Task description: Tally the lines containing "filename" in this data. Respond with the tally alone.

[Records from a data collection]
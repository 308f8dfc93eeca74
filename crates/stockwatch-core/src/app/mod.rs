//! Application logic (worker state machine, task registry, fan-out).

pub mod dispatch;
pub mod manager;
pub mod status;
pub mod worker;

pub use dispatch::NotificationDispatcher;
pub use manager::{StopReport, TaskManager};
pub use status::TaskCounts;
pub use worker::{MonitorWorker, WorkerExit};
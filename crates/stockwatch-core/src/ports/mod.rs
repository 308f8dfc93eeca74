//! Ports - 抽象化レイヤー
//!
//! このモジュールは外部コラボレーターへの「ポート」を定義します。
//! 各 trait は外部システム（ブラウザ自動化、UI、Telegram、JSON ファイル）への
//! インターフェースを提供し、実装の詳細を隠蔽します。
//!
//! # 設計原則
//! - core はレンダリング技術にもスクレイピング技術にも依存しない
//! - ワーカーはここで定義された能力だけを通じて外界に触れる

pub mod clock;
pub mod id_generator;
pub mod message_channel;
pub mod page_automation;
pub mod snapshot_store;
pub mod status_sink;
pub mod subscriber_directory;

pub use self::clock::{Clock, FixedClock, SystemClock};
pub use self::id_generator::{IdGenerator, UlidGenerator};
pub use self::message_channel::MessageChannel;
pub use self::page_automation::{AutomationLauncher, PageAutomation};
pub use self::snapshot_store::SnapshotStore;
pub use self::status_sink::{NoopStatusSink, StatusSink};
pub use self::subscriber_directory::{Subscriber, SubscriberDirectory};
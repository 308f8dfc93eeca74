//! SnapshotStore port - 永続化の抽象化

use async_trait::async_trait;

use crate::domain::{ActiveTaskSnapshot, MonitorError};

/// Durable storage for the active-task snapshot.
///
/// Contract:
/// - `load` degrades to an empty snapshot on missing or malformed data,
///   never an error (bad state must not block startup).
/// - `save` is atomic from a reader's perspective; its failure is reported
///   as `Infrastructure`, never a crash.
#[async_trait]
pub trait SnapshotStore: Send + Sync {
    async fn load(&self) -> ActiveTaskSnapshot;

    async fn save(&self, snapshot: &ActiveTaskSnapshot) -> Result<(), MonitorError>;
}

Response to the exercise: 2